Several Democratic operatives said they believe Warren has the ability to expand her base to include black women in particular.

“She impressed 2,000 top women of color activists at [our conference],” said Aimee Allison, founder of She the People. “Elizabeth Warren has deepened, sharpened and made racial justice a grounding component of her policies.”

A look at their poll numbers shows how distinct the pools of support for Sanders vs. Warren are.

Twenty-two percent of Democratic primary voters who earn less than $50,000 annually support Sanders, while 12 percent are for Warren, according to an average of the past four weeks of Morning Consult polling. Of those without college degrees, 22 percent are behind Sanders; 10 percent back Warren.

Roughly the same percentage of voters with bachelor’s degrees — 16 percent and 15 percent, respectively — support Sanders and Warren. But among those with postgraduate degrees, 12 percent are for Sanders and 19 percent are for Warren.

There’s a similar split based on age, gender and interest in politics. Sanders wins more than one-third of the 18- to 29-year-olds, while Warren gets 11 percent of them. Warren has the support of 13 percent of those aged 30 to 44, 12 percent of those aged 45 to 54, and 13 percent of those aged both 55 to 64 and 65 and up. Sanders’ support goes down as the age of voters goes up: He is backed by 25 percent of 30- to 44-year-olds, 17 percent of 45- to 54-year-olds, 12 percent of 55- to 64-year-olds, and 8 percent of those 65 and older.

Twenty percent of men support Sanders and 11 percent support Warren; 18 percent of women are behind Sanders and 14 percent are behind Warren.

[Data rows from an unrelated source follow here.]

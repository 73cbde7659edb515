use std::time::Duration;

use crate::shared::error::{WorkerError, WorkerResult};

pub const DEFAULT_PORT_MIN: u16 = 20000;
pub const DEFAULT_PORT_MAX: u16 = 20099;
pub const DEFAULT_RECONCILE_INTERVAL_SECS: u64 = 10;

/// Worker settings read from the environment.
#[derive(Debug, Clone, PartialEq, Eq)]
pub struct WorkerConfig {
    /// Instance type this worker serves; also the command channel name.
    pub instance_type: String,
    pub description: String,
    pub backend: String,
    pub image: String,
    /// `KEY=VALUE` templates; `INJECT_PORT` is replaced by an acquired port.
    pub environment: Vec<String>,
    /// Address advertised in connection info instead of the runtime's.
    pub host_ip: Option<String>,
    pub url_scheme: String,
    pub port_min: u16,
    pub port_max: u16,
    pub reconcile_interval: Duration,
}

impl Default for WorkerConfig {
    fn default() -> Self {
        Self {
            instance_type: "web".to_string(),
            description: String::new(),
            backend: "container".to_string(),
            image: "nginx:latest".to_string(),
            environment: Vec::new(),
            host_ip: None,
            url_scheme: "http".to_string(),
            port_min: DEFAULT_PORT_MIN,
            port_max: DEFAULT_PORT_MAX,
            reconcile_interval: Duration::from_secs(DEFAULT_RECONCILE_INTERVAL_SECS),
        }
    }
}

impl WorkerConfig {
    pub fn from_env() -> WorkerResult<Self> {
        Self::from_lookup(|key| std::env::var(key).ok())
    }

    fn from_lookup(lookup: impl Fn(&str) -> Option<String>) -> WorkerResult<Self> {
        let defaults = Self::default();
        let non_empty = |key: &str| lookup(key).filter(|value| !value.trim().is_empty());

        let config = Self {
            instance_type: non_empty("WORKER_TYPE").unwrap_or(defaults.instance_type),
            description: lookup("WORKER_DESCRIPTION").unwrap_or(defaults.description),
            backend: non_empty("WORKER_BACKEND").unwrap_or(defaults.backend),
            image: non_empty("WORKER_IMAGE").unwrap_or(defaults.image),
            environment: lookup("WORKER_ENV")
                .map(|raw| parse_environment(&raw))
                .unwrap_or(defaults.environment),
            host_ip: non_empty("WORKER_IP"),
            url_scheme: non_empty("WORKER_URL_SCHEME").unwrap_or(defaults.url_scheme),
            port_min: lookup("WORKER_PORT_MIN")
                .and_then(|value| value.trim().parse().ok())
                .unwrap_or(defaults.port_min),
            port_max: lookup("WORKER_PORT_MAX")
                .and_then(|value| value.trim().parse().ok())
                .unwrap_or(defaults.port_max),
            reconcile_interval: lookup("WORKER_RECONCILE_INTERVAL_SECS")
                .and_then(|value| value.trim().parse::<u64>().ok())
                .filter(|secs| *secs > 0)
                .map(Duration::from_secs)
                .unwrap_or(defaults.reconcile_interval),
        };
        config.validate()?;
        Ok(config)
    }

    pub fn validate(&self) -> WorkerResult<()> {
        if self.port_min > self.port_max {
            return Err(WorkerError::Config(format!(
                "empty port range {}-{}",
                self.port_min, self.port_max
            )));
        }
        Ok(())
    }
}

fn parse_environment(raw: &str) -> Vec<String> {
    raw.split(';')
        .map(str::trim)
        .filter(|entry| !entry.is_empty())
        .map(ToString::to_string)
        .collect()
}
use async_trait::async_trait;
use metahost_core::{Authorizer, CoreError, Result};
use std::collections::{HashMap, HashSet};
use std::sync::{Arc, RwLock};
use tracing::debug;

/// Ownership table kept in process memory.
///
/// Refuses to hand an instance to a second owner: reassignment has to go
/// through `revoke_ownership` first.
#[derive(Debug, Clone, Default)]
pub struct LocalAuthorizer {
    table: Arc<RwLock<OwnershipTable>>,
}

/// `by_user` and `by_instance` always describe the same relation.
#[derive(Debug, Default)]
struct OwnershipTable {
    by_user: HashMap<String, HashSet<String>>,
    by_instance: HashMap<String, String>,
}

impl LocalAuthorizer {
    pub fn new() -> Self {
        Self::default()
    }

    pub fn owner_of(&self, instance_id: &str) -> Option<String> {
        self.table
            .read()
            .ok()
            .and_then(|table| table.by_instance.get(instance_id).cloned())
    }
}

fn poisoned() -> CoreError {
    CoreError::Authorization("Ownership lock poisoned".to_string())
}

#[async_trait]
impl Authorizer for LocalAuthorizer {
    async fn make_owner(&self, uid: &str, instance_id: &str) -> Result<bool> {
        let mut table = self.table.write().map_err(|_| poisoned())?;
        if let Some(owner) = table.by_instance.get(instance_id) {
            if owner != uid {
                debug!(%uid, %instance_id, "Instance already owned by another user");
                return Ok(false);
            }
        }

        table
            .by_instance
            .insert(instance_id.to_string(), uid.to_string());
        table
            .by_user
            .entry(uid.to_string())
            .or_default()
            .insert(instance_id.to_string());
        Ok(true)
    }

    async fn revoke_ownership(&self, instance_id: &str, uid: &str) -> Result<bool> {
        let mut table = self.table.write().map_err(|_| poisoned())?;
        if table.by_instance.get(instance_id).map(String::as_str) != Some(uid) {
            return Ok(false);
        }

        table.by_instance.remove(instance_id);
        if let Some(ids) = table.by_user.get_mut(uid) {
            ids.remove(instance_id);
            if ids.is_empty() {
                table.by_user.remove(uid);
            }
        }
        Ok(true)
    }

    async fn is_user_instance(&self, instance_id: &str, uid: &str) -> Result<bool> {
        let table = self.table.read().map_err(|_| poisoned())?;
        Ok(table.by_instance.get(instance_id).map(String::as_str) == Some(uid))
    }

    async fn get_user_instances(&self, uid: &str) -> Result<HashSet<String>> {
        let table = self.table.read().map_err(|_| poisoned())?;
        Ok(table.by_user.get(uid).cloned().unwrap_or_default())
    }
}

#[cfg(test)]
mod tests {
    use super::*;

    #[tokio::test]
    async fn test_make_owner_and_query() {
        let authz = LocalAuthorizer::new();
        assert!(authz.make_owner("u1", "i-1").await.unwrap());
        assert!(authz.make_owner("u1", "i-2").await.unwrap());

        assert!(authz.is_user_instance("i-1", "u1").await.unwrap());
        assert!(!authz.is_user_instance("i-1", "u2").await.unwrap());

        let ids = authz.get_user_instances("u1").await.unwrap();
        assert_eq!(ids.len(), 2);
        assert!(authz.get_user_instances("u2").await.unwrap().is_empty());
    }

    #[tokio::test]
    async fn test_single_owner_until_revoked() {
        let authz = LocalAuthorizer::new();
        assert!(authz.make_owner("u1", "i-1").await.unwrap());
        assert!(!authz.make_owner("u2", "i-1").await.unwrap());
        assert_eq!(authz.owner_of("i-1").as_deref(), Some("u1"));

        assert!(authz.revoke_ownership("i-1", "u1").await.unwrap());
        assert!(authz.make_owner("u2", "i-1").await.unwrap());
        assert_eq!(authz.owner_of("i-1").as_deref(), Some("u2"));
    }

    #[tokio::test]
    async fn test_make_owner_is_idempotent_for_same_user() {
        let authz = LocalAuthorizer::new();
        assert!(authz.make_owner("u1", "i-1").await.unwrap());
        assert!(authz.make_owner("u1", "i-1").await.unwrap());
        assert_eq!(authz.get_user_instances("u1").await.unwrap().len(), 1);
    }

    #[tokio::test]
    async fn test_revoke_unknown_is_false() {
        let authz = LocalAuthorizer::new();
        assert!(!authz.revoke_ownership("i-1", "u1").await.unwrap());
        authz.make_owner("u1", "i-1").await.unwrap();
        assert!(!authz.revoke_ownership("i-1", "u2").await.unwrap());
        assert!(authz.is_user_instance("i-1", "u1").await.unwrap());
    }

    #[tokio::test]
    async fn test_owner_index_follows_revocation() {
        let authz = LocalAuthorizer::new();
        for id in ["i-1", "i-2", "i-3"] {
            authz.make_owner("u1", id).await.unwrap();
        }
        authz.make_owner("u2", "i-4").await.unwrap();

        assert!(authz.revoke_ownership("i-2", "u1").await.unwrap());
        assert_eq!(authz.owner_of("i-1").as_deref(), Some("u1"));
        assert_eq!(authz.owner_of("i-2"), None);
        assert_eq!(authz.owner_of("i-4").as_deref(), Some("u2"));
        assert!(!authz.is_user_instance("i-2", "u1").await.unwrap());

        let ids = authz.get_user_instances("u1").await.unwrap();
        assert_eq!(ids, HashSet::from(["i-1".to_string(), "i-3".to_string()]));
    }
}
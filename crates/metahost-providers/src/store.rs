use async_trait::async_trait;
use metahost_core::{CoreError, Result, Store};
use std::collections::HashMap;
use std::sync::{Arc, RwLock};

/// Thread-safe in-memory store. Clones share the same storage.
#[derive(Debug)]
pub struct InMemoryStore<V> {
    storage: Arc<RwLock<HashMap<String, V>>>,
}

impl<V> InMemoryStore<V> {
    pub fn new() -> Self {
        Self {
            storage: Arc::new(RwLock::new(HashMap::new())),
        }
    }

    pub fn len(&self) -> usize {
        self.storage.read().map(|s| s.len()).unwrap_or(0)
    }

    pub fn is_empty(&self) -> bool {
        self.len() == 0
    }
}

impl<V> Clone for InMemoryStore<V> {
    fn clone(&self) -> Self {
        Self {
            storage: Arc::clone(&self.storage),
        }
    }
}

impl<V> Default for InMemoryStore<V> {
    fn default() -> Self {
        Self::new()
    }
}

fn poisoned() -> CoreError {
    CoreError::Store("Storage lock poisoned".to_string())
}

#[async_trait]
impl<V> Store<V> for InMemoryStore<V>
where
    V: Clone + Send + Sync + 'static,
{
    async fn get(&self, key: &str) -> Result<Option<V>> {
        let storage = self.storage.read().map_err(|_| poisoned())?;
        Ok(storage.get(key).cloned())
    }

    async fn get_all(&self) -> Result<HashMap<String, V>> {
        let storage = self.storage.read().map_err(|_| poisoned())?;
        Ok(storage.clone())
    }

    async fn update(&self, key: &str, value: V) -> Result<()> {
        let mut storage = self.storage.write().map_err(|_| poisoned())?;
        storage.insert(key.to_string(), value);
        Ok(())
    }
}
use prometheus::{opts, Counter, CounterVec, Encoder, Gauge, Registry, TextEncoder};

pub struct ObservabilityRepository {
    registry: Registry,
    instances_created_total: Counter,
    instances_deleted_total: Counter,
    reports_applied_total: CounterVec,
    messages_dropped_total: CounterVec,
    known_types: Gauge,
}

impl ObservabilityRepository {
    pub fn new() -> Result<Self, String> {
        let registry = Registry::new();

        let instances_created_total = Counter::with_opts(opts!(
            "metahost_instances_created_total",
            "Instances created through the facade"
        ))
        .map_err(|e| e.to_string())?;
        let instances_deleted_total = Counter::with_opts(opts!(
            "metahost_instances_deleted_total",
            "Delete requests issued through the facade"
        ))
        .map_err(|e| e.to_string())?;
        let reports_applied_total = CounterVec::new(
            opts!(
                "metahost_reports_applied_total",
                "Reports applied to the directory"
            ),
            &["subject"],
        )
        .map_err(|e| e.to_string())?;
        let messages_dropped_total = CounterVec::new(
            opts!(
                "metahost_messages_dropped_total",
                "Info channel messages dropped without being applied"
            ),
            &["reason"],
        )
        .map_err(|e| e.to_string())?;
        let known_types = Gauge::with_opts(opts!(
            "metahost_known_instance_types",
            "Instance types in the registry"
        ))
        .map_err(|e| e.to_string())?;

        registry
            .register(Box::new(instances_created_total.clone()))
            .map_err(|e| e.to_string())?;
        registry
            .register(Box::new(instances_deleted_total.clone()))
            .map_err(|e| e.to_string())?;
        registry
            .register(Box::new(reports_applied_total.clone()))
            .map_err(|e| e.to_string())?;
        registry
            .register(Box::new(messages_dropped_total.clone()))
            .map_err(|e| e.to_string())?;
        registry
            .register(Box::new(known_types.clone()))
            .map_err(|e| e.to_string())?;

        Ok(Self {
            registry,
            instances_created_total,
            instances_deleted_total,
            reports_applied_total,
            messages_dropped_total,
            known_types,
        })
    }

    pub fn inc_instances_created(&self) {
        self.instances_created_total.inc();
    }

    pub fn inc_instances_deleted(&self) {
        self.instances_deleted_total.inc();
    }

    pub fn inc_reports_applied(&self, subject: &str) {
        self.reports_applied_total.with_label_values(&[subject]).inc();
    }

    pub fn inc_messages_dropped(&self, reason: &str) {
        self.messages_dropped_total.with_label_values(&[reason]).inc();
    }

    pub fn set_known_types(&self, count: f64) {
        self.known_types.set(count);
    }

    pub fn messages_dropped(&self, reason: &str) -> f64 {
        self.messages_dropped_total.with_label_values(&[reason]).get()
    }

    pub fn render_metrics(&self) -> Result<String, String> {
        let mut buffer = Vec::new();
        let encoder = TextEncoder::new();
        let families = self.registry.gather();
        encoder
            .encode(&families, &mut buffer)
            .map_err(|e| e.to_string())?;
        String::from_utf8(buffer).map_err(|e| e.to_string())
    }
}
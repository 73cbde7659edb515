use chrono::Utc;
use metahost_core::{InstanceType, Store};
use std::collections::HashMap;
use std::sync::Arc;
use tracing::{debug, warn};

use crate::shared::error::ManagerResult;

/// Authoritative mapping of type name to descriptor.
pub struct TypeRegistry {
    store: Arc<dyn Store<InstanceType>>,
}

impl TypeRegistry {
    pub fn new(store: Arc<dyn Store<InstanceType>>) -> Self {
        Self { store }
    }

    /// Upsert a descriptor by name, stamping `registered_at`.
    ///
    /// A descriptor without a name is logged and skipped; that is reported
    /// as `Ok(false)`, not as an error.
    pub async fn register(&self, mut descriptor: InstanceType) -> ManagerResult<bool> {
        if let Err(error) = descriptor.validate() {
            warn!(error = %error, ?descriptor, "Rejecting instance type registration");
            return Ok(false);
        }

        descriptor.registered_at = Some(Utc::now());
        let name = descriptor.name.clone();
        self.store.update(&name, descriptor).await?;

        debug!(instance_type = %name, "Registered instance type");
        Ok(true)
    }

    pub async fn get_all(&self) -> ManagerResult<HashMap<String, InstanceType>> {
        Ok(self.store.get_all().await?)
    }

    pub async fn get(&self, name: &str) -> ManagerResult<Option<InstanceType>> {
        Ok(self.store.get(name).await?)
    }

    pub async fn contains(&self, name: &str) -> ManagerResult<bool> {
        Ok(self.get(name).await?.is_some())
    }
}
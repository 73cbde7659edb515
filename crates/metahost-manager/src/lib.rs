pub mod config;
pub mod features;
pub mod shared;

use metahost_core::{Authorizer, Instance, InstanceType, MessageBus, Store, INFO_CHANNEL};
use std::sync::Arc;
use tracing::info;

use config::ManagerConfig;
use features::directory_sync::controller::DirectorySyncController;
use features::directory_sync::service::DirectorySyncService;
use features::instance_management::repo::InstanceDirectory;
use features::instance_management::service::InstanceFacade;
use features::observability::service::ObservabilityService;
use features::type_registry::service::TypeRegistry;
use shared::error::ManagerResult;

/// Collaborators the manager is wired with.
pub struct ManagerDeps {
    pub authorizer: Arc<dyn Authorizer>,
    pub bus: Arc<dyn MessageBus>,
    pub type_store: Arc<dyn Store<InstanceType>>,
    pub instance_store: Arc<dyn Store<Instance>>,
}

/// Manager process: the facade plus the synchronizer feeding its directory.
pub struct Manager {
    facade: Arc<InstanceFacade>,
    directory: InstanceDirectory,
    synchronizer: Arc<DirectorySyncController>,
    bus: Arc<dyn MessageBus>,
    observability: Arc<ObservabilityService>,
}

impl Manager {
    pub fn new(config: &ManagerConfig, deps: ManagerDeps) -> ManagerResult<Self> {
        let observability = Arc::new(ObservabilityService::create()?);
        let registry = Arc::new(TypeRegistry::new(deps.type_store));
        let directory = InstanceDirectory::new(deps.instance_store);

        let facade = Arc::new(InstanceFacade::new(
            deps.authorizer,
            registry.clone(),
            directory.clone(),
            deps.bus.clone(),
            observability.clone(),
        ));

        let sync_service = Arc::new(
            DirectorySyncService::new(registry, directory.clone(), observability.clone())
                .with_stale_report_guard(config.reject_stale_reports),
        );
        let synchronizer = Arc::new(DirectorySyncController::new(
            sync_service,
            observability.clone(),
        ));

        Ok(Self {
            facade,
            directory,
            synchronizer,
            bus: deps.bus,
            observability,
        })
    }

    /// Subscribe the synchronizer to the info channel.
    pub async fn start(&self) -> ManagerResult<()> {
        self.bus
            .subscribe(INFO_CHANNEL, self.synchronizer.clone())
            .await?;
        info!(channel = INFO_CHANNEL, "Directory synchronizer subscribed");
        Ok(())
    }

    pub fn facade(&self) -> Arc<InstanceFacade> {
        Arc::clone(&self.facade)
    }

    /// Read access to the directory, unfiltered by ownership.
    pub fn directory(&self) -> &InstanceDirectory {
        &self.directory
    }

    pub fn render_metrics(&self) -> ManagerResult<String> {
        self.observability.render_metrics()
    }
}
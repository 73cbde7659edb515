use async_trait::async_trait;
use metahost_core::{Instance, Message, MessageHandler};
use std::sync::Arc;
use tracing::{debug, error, warn};

use crate::features::backend::Backend;
use crate::features::observability::WorkerMetrics;

/// Subscriber on the worker's type channel; hands commands to the backend.
pub struct CommandController {
    instance_type: String,
    backend: Arc<dyn Backend>,
    metrics: Arc<WorkerMetrics>,
}

impl CommandController {
    pub fn new(
        instance_type: impl Into<String>,
        backend: Arc<dyn Backend>,
        metrics: Arc<WorkerMetrics>,
    ) -> Self {
        Self {
            instance_type: instance_type.into(),
            backend,
            metrics,
        }
    }

    pub async fn dispatch(&self, message: Message) {
        let subject = message.subject();
        let (instance, create) = match message {
            Message::CreateInstance { instance } => (instance, true),
            Message::DeleteInstance { instance } => (instance, false),
            other => {
                debug!(subject = %other.subject(), "Report on command channel, ignoring");
                self.metrics.record_command(subject.as_str(), "ignored");
                return;
            }
        };

        if !self.accepts(&instance) {
            warn!(
                instance_id = %instance.id,
                instance_type = %instance.instance_type,
                served = %self.instance_type,
                "Command for another instance type, ignoring"
            );
            self.metrics.record_command(subject.as_str(), "ignored");
            return;
        }

        let instance_id = instance.id.clone();
        let result = if create {
            self.backend.create_instance(instance).await
        } else {
            self.backend.delete_instance(instance).await
        };

        match result {
            Ok(()) => self.metrics.record_command(subject.as_str(), "ok"),
            Err(err) => {
                error!(%instance_id, %subject, error = %err, "Command failed");
                self.metrics.record_command(subject.as_str(), "error");
            }
        }
    }

    fn accepts(&self, instance: &Instance) -> bool {
        instance.instance_type == self.instance_type
    }
}

#[async_trait]
impl MessageHandler for CommandController {
    async fn handle(&self, payload: &[u8]) {
        match Message::decode(payload) {
            Ok(message) => self.dispatch(message).await,
            Err(err) => {
                warn!(error = %err, "Dropping undecodable command");
                self.metrics.record_command("unknown", "rejected");
            }
        }
    }
}

#[cfg(test)]
mod tests {
    use super::*;
    use crate::features::backend::Availability;
    use crate::shared::error::WorkerResult;
    use chrono::Utc;
    use metahost_core::{CoreError, InstanceType};
    use std::sync::Mutex;

    #[derive(Default)]
    struct RecordingBackend {
        calls: Mutex<Vec<(String, String)>>,
        fail: bool,
    }

    #[async_trait]
    impl Backend for RecordingBackend {
        async fn initialize(&self) -> WorkerResult<()> {
            Ok(())
        }

        async fn create_instance(&self, instance: Instance) -> WorkerResult<()> {
            self.calls
                .lock()
                .unwrap()
                .push(("create".to_string(), instance.id));
            if self.fail {
                return Err(CoreError::Store("down".to_string()).into());
            }
            Ok(())
        }

        async fn delete_instance(&self, instance: Instance) -> WorkerResult<()> {
            self.calls
                .lock()
                .unwrap()
                .push(("delete".to_string(), instance.id));
            Ok(())
        }

        async fn reconcile(&self) -> WorkerResult<Availability> {
            Ok(Availability::Available)
        }

        fn availability(&self) -> Availability {
            Availability::Available
        }
    }

    fn controller(fail: bool) -> (CommandController, Arc<RecordingBackend>, Arc<WorkerMetrics>) {
        let backend = Arc::new(RecordingBackend {
            fail,
            ..RecordingBackend::default()
        });
        let metrics = Arc::new(WorkerMetrics::new().unwrap());
        (
            CommandController::new("web", backend.clone(), metrics.clone()),
            backend,
            metrics,
        )
    }

    fn payload(message: Message) -> Vec<u8> {
        message.encode().unwrap()
    }

    #[tokio::test]
    async fn test_routes_commands_to_backend() {
        let (controller, backend, metrics) = controller(false);
        let instance = Instance::new("i-1", "web", Utc::now());

        controller
            .handle(&payload(Message::create_instance(instance.clone())))
            .await;
        controller
            .handle(&payload(Message::delete_instance(instance)))
            .await;

        assert_eq!(
            *backend.calls.lock().unwrap(),
            vec![
                ("create".to_string(), "i-1".to_string()),
                ("delete".to_string(), "i-1".to_string())
            ]
        );
        assert_eq!(metrics.commands("create_instance", "ok"), 1.0);
        assert_eq!(metrics.commands("delete_instance", "ok"), 1.0);
    }

    #[tokio::test]
    async fn test_backend_errors_are_counted() {
        let (controller, _, metrics) = controller(true);
        controller
            .handle(&payload(Message::create_instance(Instance::new(
                "i-1",
                "web",
                Utc::now(),
            ))))
            .await;

        assert_eq!(metrics.commands("create_instance", "error"), 1.0);
    }

    #[tokio::test]
    async fn test_foreign_type_and_reports_are_ignored() {
        let (controller, backend, metrics) = controller(false);

        controller
            .handle(&payload(Message::create_instance(Instance::new(
                "i-1",
                "db",
                Utc::now(),
            ))))
            .await;
        controller
            .handle(&payload(Message::instance_type(InstanceType::new("web", ""))))
            .await;
        controller.handle(b"{\"subject\": 42}").await;

        assert!(backend.calls.lock().unwrap().is_empty());
        assert_eq!(metrics.commands("create_instance", "ignored"), 1.0);
        assert_eq!(metrics.commands("instance_type", "ignored"), 1.0);
        assert_eq!(metrics.commands("unknown", "rejected"), 1.0);
    }
}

Warren also performs best among voters who are “extremely interested” in politics (winning 17 percent of them), while Sanders is strongest among those who are “not at all interested” (26 percent).

As for black voters, 19 percent are behind Sanders, while 9 percent support Warren.

With Biden still atop most polls, even after a widely panned performance at the first Democratic debate, some progressives still fear that Warren and Sanders could divide the left and hand the nomination to the former vice president.

“There’s a lot of time left in this campaign,” said Sean McElwee, co-founder of the liberal think tank Data for Progress. “But one thing that’s clear is that it’s very important for the left that we ensure that we don’t split the field and allow someone like Joe Biden to be the nominee.”

Steven Shepard contributed to this report.